(Collected data entries)

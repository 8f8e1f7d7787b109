//! Headless, instrumented `AudioToolkit`.
//!
//! Produces no sound. Every call is validated the same way the realtime
//! graph validates it and then written to an event ledger, so tests can
//! assert on what the engine asked for: which nodes exist, what they are
//! wired to, when they were triggered, and whether everything constructed
//! was eventually disposed.

use std::collections::{BTreeMap, HashMap};

use super::{AudioToolkit, NodeId, NodeKind, NodeSpec, Param, ToolkitError, Trigger};

#[derive(Debug, Clone, PartialEq)]
pub enum LedgerEvent {
    Created { node: NodeId, kind: NodeKind },
    Connected { from: NodeId, to: NodeId },
    Modulated { source: NodeId, target: NodeId, param: Param },
    RoutedToOutput { node: NodeId },
    Started { node: NodeId, at: f64 },
    Stopped { node: NodeId, at: f64 },
    Set { node: NodeId, param: Param, value: f32, at: f64 },
    Ramp { node: NodeId, param: Param, target: f32, at: f64, duration: f64 },
    Triggered { node: NodeId, trigger: Trigger },
    Released { node: NodeId, at: f64 },
    Disposed { node: NodeId },
}

impl LedgerEvent {
    pub fn node(&self) -> NodeId {
        match self {
            LedgerEvent::Created { node, .. }
            | LedgerEvent::RoutedToOutput { node }
            | LedgerEvent::Started { node, .. }
            | LedgerEvent::Stopped { node, .. }
            | LedgerEvent::Set { node, .. }
            | LedgerEvent::Ramp { node, .. }
            | LedgerEvent::Triggered { node, .. }
            | LedgerEvent::Released { node, .. }
            | LedgerEvent::Disposed { node } => *node,
            LedgerEvent::Connected { from, .. } => *from,
            LedgerEvent::Modulated { target, .. } => *target,
        }
    }
}

/// A live node as the ledger sees it.
#[derive(Debug, Clone)]
pub struct LedgerNode {
    pub spec: NodeSpec,
    pub outputs: Vec<NodeId>,
    pub modulates: Vec<(NodeId, Param)>,
    pub to_output: bool,
    pub running: bool,
    /// Last value written or ramped to, per parameter.
    pub params: BTreeMap<Param, f32>,
    pub triggers: usize,
}

pub struct LedgerToolkit {
    time: f64,
    running: bool,
    next_id: u32,
    nodes: HashMap<NodeId, LedgerNode>,
    events: Vec<LedgerEvent>,
    recording: bool,
    created: usize,
    disposed: usize,
    levels: HashMap<NodeId, f32>,
    reject_triggers: bool,
}

impl LedgerToolkit {
    pub fn new() -> Self {
        Self {
            time: 0.0,
            running: true,
            next_id: 0,
            nodes: HashMap::new(),
            events: Vec::new(),
            recording: true,
            created: 0,
            disposed: 0,
            levels: HashMap::new(),
            reject_triggers: false,
        }
    }

    /// A ledger whose output reports as not running, like a device that has
    /// not been resumed yet.
    pub fn suspended() -> Self {
        Self {
            running: false,
            ..Self::new()
        }
    }

    pub fn set_running(&mut self, running: bool) {
        self.running = running;
    }

    pub fn set_time(&mut self, time: f64) {
        self.time = time.max(self.time);
    }

    pub fn advance(&mut self, dt: f64) {
        self.time += dt.max(0.0);
    }

    /// Stop keeping the event list (counters stay accurate). Long simulations
    /// use this to keep memory flat.
    pub fn set_recording(&mut self, recording: bool) {
        self.recording = recording;
    }

    /// Make every subsequent `trigger` fail, to exercise error paths.
    pub fn reject_triggers(&mut self, reject: bool) {
        self.reject_triggers = reject;
    }

    /// Pretend a meter measured `db`.
    pub fn set_level(&mut self, meter: NodeId, db: f32) {
        self.levels.insert(meter, db);
    }

    pub fn created_count(&self) -> usize {
        self.created
    }

    pub fn disposed_count(&self) -> usize {
        self.disposed
    }

    pub fn live_count(&self) -> usize {
        self.nodes.len()
    }

    pub fn events(&self) -> &[LedgerEvent] {
        &self.events
    }

    pub fn clear_events(&mut self) {
        self.events.clear();
    }

    pub fn node(&self, id: NodeId) -> Option<&LedgerNode> {
        self.nodes.get(&id)
    }

    pub fn nodes_of_kind(&self, kind: NodeKind) -> Vec<NodeId> {
        let mut ids: Vec<NodeId> = self
            .nodes
            .iter()
            .filter(|(_, n)| n.spec.kind() == kind)
            .map(|(id, _)| *id)
            .collect();
        ids.sort();
        ids
    }

    pub fn param(&self, id: NodeId, param: Param) -> Option<f32> {
        self.nodes.get(&id)?.params.get(&param).copied()
    }

    /// Recorded triggers for one node, in call order.
    pub fn triggers_for(&self, id: NodeId) -> Vec<Trigger> {
        self.events
            .iter()
            .filter_map(|e| match e {
                LedgerEvent::Triggered { node, trigger } if *node == id => Some(*trigger),
                _ => None,
            })
            .collect()
    }

    /// Recorded ramps for one node and parameter, in call order, as
    /// `(start, duration, target)`.
    pub fn ramps_for(&self, id: NodeId, param: Param) -> Vec<(f64, f64, f32)> {
        self.events
            .iter()
            .filter_map(|e| match e {
                LedgerEvent::Ramp {
                    node,
                    param: p,
                    target,
                    at,
                    duration,
                } if *node == id && *p == param => Some((*at, *duration, *target)),
                _ => None,
            })
            .collect()
    }

    /// Whether audio from `from` can reach `to` through connections.
    pub fn reaches(&self, from: NodeId, to: NodeId) -> bool {
        let mut stack = vec![from];
        let mut seen = Vec::new();
        while let Some(id) = stack.pop() {
            if id == to {
                return true;
            }
            if seen.contains(&id) {
                continue;
            }
            seen.push(id);
            if let Some(node) = self.nodes.get(&id) {
                stack.extend(node.outputs.iter().copied());
            }
        }
        false
    }

    fn record(&mut self, event: LedgerEvent) {
        if self.recording {
            self.events.push(event);
        }
    }

    fn live(&self, id: NodeId) -> Result<&LedgerNode, ToolkitError> {
        self.nodes.get(&id).ok_or(ToolkitError::UnknownNode(id))
    }

    fn live_mut(&mut self, id: NodeId) -> Result<&mut LedgerNode, ToolkitError> {
        self.nodes.get_mut(&id).ok_or(ToolkitError::UnknownNode(id))
    }

    fn check_param(&self, id: NodeId, param: Param) -> Result<(), ToolkitError> {
        if self.live(id)?.spec.accepts(param) {
            Ok(())
        } else {
            Err(ToolkitError::InvalidParam { node: id, param })
        }
    }
}

impl Default for LedgerToolkit {
    fn default() -> Self {
        Self::new()
    }
}

impl AudioToolkit for LedgerToolkit {
    fn current_time(&self) -> f64 {
        self.time
    }

    fn is_running(&self) -> bool {
        self.running
    }

    fn create(&mut self, spec: NodeSpec) -> Result<NodeId, ToolkitError> {
        let id = NodeId(self.next_id);
        self.next_id += 1;

        let params = Param::ALL
            .iter()
            .filter_map(|p| spec.initial(*p).map(|v| (*p, v)))
            .collect();

        self.nodes.insert(
            id,
            LedgerNode {
                spec,
                outputs: Vec::new(),
                modulates: Vec::new(),
                to_output: false,
                running: false,
                params,
                triggers: 0,
            },
        );
        self.created += 1;
        self.record(LedgerEvent::Created {
            node: id,
            kind: spec.kind(),
        });
        Ok(id)
    }

    fn connect(&mut self, from: NodeId, to: NodeId) -> Result<(), ToolkitError> {
        self.live(to)?;
        self.live(from)?;
        if from == to || self.reaches(to, from) {
            return Err(ToolkitError::Cycle { from, to });
        }
        let node = self.live_mut(from)?;
        if !node.outputs.contains(&to) {
            node.outputs.push(to);
        }
        self.record(LedgerEvent::Connected { from, to });
        Ok(())
    }

    fn modulate(
        &mut self,
        source: NodeId,
        target: NodeId,
        param: Param,
    ) -> Result<(), ToolkitError> {
        self.live(source)?;
        self.check_param(target, param)?;
        self.live_mut(source)?.modulates.push((target, param));
        self.record(LedgerEvent::Modulated {
            source,
            target,
            param,
        });
        Ok(())
    }

    fn connect_to_output(&mut self, node: NodeId) -> Result<(), ToolkitError> {
        self.live_mut(node)?.to_output = true;
        self.record(LedgerEvent::RoutedToOutput { node });
        Ok(())
    }

    fn start(&mut self, node: NodeId, at: f64) -> Result<(), ToolkitError> {
        self.live_mut(node)?.running = true;
        self.record(LedgerEvent::Started { node, at });
        Ok(())
    }

    fn stop(&mut self, node: NodeId, at: f64) -> Result<(), ToolkitError> {
        self.live_mut(node)?.running = false;
        self.record(LedgerEvent::Stopped { node, at });
        Ok(())
    }

    fn set_param(
        &mut self,
        node: NodeId,
        param: Param,
        value: f32,
        at: f64,
    ) -> Result<(), ToolkitError> {
        self.check_param(node, param)?;
        self.live_mut(node)?.params.insert(param, value);
        self.record(LedgerEvent::Set {
            node,
            param,
            value,
            at,
        });
        Ok(())
    }

    fn ramp_param(
        &mut self,
        node: NodeId,
        param: Param,
        target: f32,
        at: f64,
        duration: f64,
    ) -> Result<(), ToolkitError> {
        self.check_param(node, param)?;
        self.live_mut(node)?.params.insert(param, target);
        self.record(LedgerEvent::Ramp {
            node,
            param,
            target,
            at,
            duration,
        });
        Ok(())
    }

    fn trigger(&mut self, node: NodeId, trigger: &Trigger) -> Result<(), ToolkitError> {
        let live = self.live(node)?;
        if !live.spec.is_triggerable() {
            return Err(ToolkitError::InvalidTrigger(format!(
                "{:?} node {node} cannot be triggered",
                live.spec.kind()
            )));
        }
        trigger.validate()?;
        if self.reject_triggers {
            return Err(ToolkitError::InvalidTrigger("rejected by ledger".into()));
        }
        self.live_mut(node)?.triggers += 1;
        self.record(LedgerEvent::Triggered {
            node,
            trigger: *trigger,
        });
        Ok(())
    }

    fn release(&mut self, node: NodeId, at: f64) -> Result<(), ToolkitError> {
        self.live(node)?;
        self.record(LedgerEvent::Released { node, at });
        Ok(())
    }

    fn level_db(&self, meter: NodeId) -> Option<f32> {
        self.nodes.get(&meter)?;
        Some(self.levels.get(&meter).copied().unwrap_or(-120.0))
    }

    fn dispose(&mut self, node: NodeId) -> Result<(), ToolkitError> {
        self.nodes
            .remove(&node)
            .ok_or(ToolkitError::UnknownNode(node))?;
        for other in self.nodes.values_mut() {
            other.outputs.retain(|o| *o != node);
            other.modulates.retain(|(t, _)| *t != node);
        }
        self.levels.remove(&node);
        self.disposed += 1;
        self.record(LedgerEvent::Disposed { node });
        Ok(())
    }
}

#[cfg(test)]
mod tests {
    use super::*;
    use crate::toolkit::{FilterMode, Waveform};

    #[test]
    fn counts_created_and_disposed_nodes() {
        let mut tk = LedgerToolkit::new();
        let osc = tk.create(NodeSpec::oscillator(Waveform::Sine, 220.0)).unwrap();
        let gain = tk.create(NodeSpec::gain(0.5)).unwrap();
        tk.connect(osc, gain).unwrap();
        assert_eq!(tk.created_count(), 2);

        tk.dispose(osc).unwrap();
        tk.dispose(gain).unwrap();
        assert_eq!(tk.disposed_count(), 2);
        assert_eq!(tk.live_count(), 0);
    }

    #[test]
    fn disposed_nodes_are_rejected_not_panicking() {
        let mut tk = LedgerToolkit::new();
        let gain = tk.create(NodeSpec::gain(1.0)).unwrap();
        tk.dispose(gain).unwrap();

        assert_eq!(tk.dispose(gain), Err(ToolkitError::UnknownNode(gain)));
        assert!(tk.set_param(gain, Param::Gain, 0.2, 0.0).is_err());
        assert_eq!(tk.disposed_count(), 1);
    }

    #[test]
    fn rejects_cycles() {
        let mut tk = LedgerToolkit::new();
        let a = tk.create(NodeSpec::gain(1.0)).unwrap();
        let b = tk.create(NodeSpec::gain(1.0)).unwrap();
        tk.connect(a, b).unwrap();
        assert!(matches!(tk.connect(b, a), Err(ToolkitError::Cycle { .. })));
        assert!(tk.reaches(a, b));
    }

    #[test]
    fn tracks_parameter_targets() {
        let mut tk = LedgerToolkit::new();
        let f = tk
            .create(NodeSpec::filter(FilterMode::LowPass, 1000.0, 0.7))
            .unwrap();
        assert_eq!(tk.param(f, Param::Frequency), Some(1000.0));
        tk.ramp_param(f, Param::Frequency, 400.0, 1.0, 2.0).unwrap();
        assert_eq!(tk.param(f, Param::Frequency), Some(400.0));
        assert_eq!(tk.ramps_for(f, Param::Frequency), vec![(1.0, 2.0, 400.0)]);
        assert!(tk.set_param(f, Param::Wet, 0.5, 0.0).is_err());
    }

    #[test]
    fn trigger_requires_triggerable_node() {
        let mut tk = LedgerToolkit::new();
        let gain = tk.create(NodeSpec::gain(1.0)).unwrap();
        assert!(tk.trigger(gain, &Trigger::gate(0.1, 0.0)).is_err());

        let env = tk
            .create(NodeSpec::Envelope(crate::toolkit::Adsr::new(0.01, 0.1, 0.0, 0.1)))
            .unwrap();
        tk.trigger(env, &Trigger::gate(0.1, 0.5)).unwrap();
        assert_eq!(tk.triggers_for(env).len(), 1);

        tk.reject_triggers(true);
        assert!(tk.trigger(env, &Trigger::gate(0.1, 0.6)).is_err());
    }
}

▶ Action item
Say how many lines above contain the string "BTreeMap". Answer with the number only.

▶ Your solution
2